- Problem to work on: Retype, word for word, each line between the lines holding "issue, in seconds." and "the network's rejection", inclusive, and leave the rest of the data alone.

- Dataset entries:
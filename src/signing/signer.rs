//! Outgoing signature generation.

use base64::{engine::general_purpose::STANDARD, Engine as _};
use ed25519_dalek::Signer as _;

use crate::signing::canonical::signing_string;
use crate::signing::header::{SignatureHeader, ALGORITHM, SIGNED_HEADERS};
use crate::signing::identity::SigningIdentity;

/// Validity window of every signature we issue, in seconds.
pub const SIGNATURE_TTL_SECS: u64 = 300;

/// What the signer should emit.
///
/// Anything other than `Valid` exists for exercising the network's rejection
/// paths and is only selectable when test mode is enabled in configuration.
#[derive(Debug, Clone, Copy, PartialEq, Eq, Default)]
pub enum SignatureMode {
    #[default]
    Valid,
    /// Well-formed header with a corrupted signature.
    Invalid,
    /// No header at all.
    Omit,
}

/// Signs request bodies on behalf of our identity.
#[derive(Debug, Clone)]
pub struct Signer {
    identity: SigningIdentity,
    ttl_secs: u64,
}

impl Signer {
    pub fn new(identity: SigningIdentity) -> Self {
        Self {
            identity,
            ttl_secs: SIGNATURE_TTL_SECS,
        }
    }

    pub fn identity(&self) -> &SigningIdentity {
        &self.identity
    }

    /// Detached signature over `message`, base64.
    pub fn sign_message(&self, message: &[u8]) -> String {
        let signature = self.identity.signing_key().sign(message);
        STANDARD.encode(signature.to_bytes())
    }

    /// Header for `body`, valid from `created` for the protocol window.
    pub fn sign(&self, body: &[u8], created: u64) -> SignatureHeader {
        let expires = created + self.ttl_secs;
        let signing = signing_string(body, created, expires);

        SignatureHeader {
            key_id: self.identity.key_id(),
            algorithm: ALGORITHM.to_string(),
            created,
            expires,
            headers: SIGNED_HEADERS.to_string(),
            signature: self.sign_message(signing.as_bytes()),
        }
    }

    /// Authorization header value for `body`, or `None` when omitted.
    pub fn authorization(&self, body: &[u8], created: u64, mode: SignatureMode) -> Option<String> {
        match mode {
            SignatureMode::Valid => Some(self.sign(body, created).to_string()),
            SignatureMode::Invalid => {
                let mut header = self.sign(body, created);
                header.signature = corrupt(&header.signature);
                Some(header.to_string())
            }
            SignatureMode::Omit => None,
        }
    }
}

/// Flip one bit of the decoded signature and re-encode it.
fn corrupt(signature: &str) -> String {
    let mut bytes = STANDARD.decode(signature).unwrap_or_else(|_| vec![0u8; 64]);
    if let Some(first) = bytes.first_mut() {
        *first ^= 0x01;
    }
    STANDARD.encode(bytes)
}
//! Observability subsystem.
//!
//! # Data Flow
//! ```text
//! All subsystems produce:
//!     → logging.rs (structured log events)
//!     → metrics.rs (counters, histograms)
//!
//! Consumers:
//!     → Log aggregation (stdout, pretty or JSON)
//!     → Metrics endpoint (Prometheus scrape)
//! ```
//!
//! # Design Decisions
//! - Request ID flows through all subsystems via the request span
//! - Authentication failure detail goes to logs and metric labels only

pub mod logging;
pub mod metrics;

- Solution for this problem:
/// Validity window of every signature we issue, in seconds.
pub const SIGNATURE_TTL_SECS: u64 = 300;

/// What the signer should emit.
///
/// Anything other than `Valid` exists for exercising the network's rejection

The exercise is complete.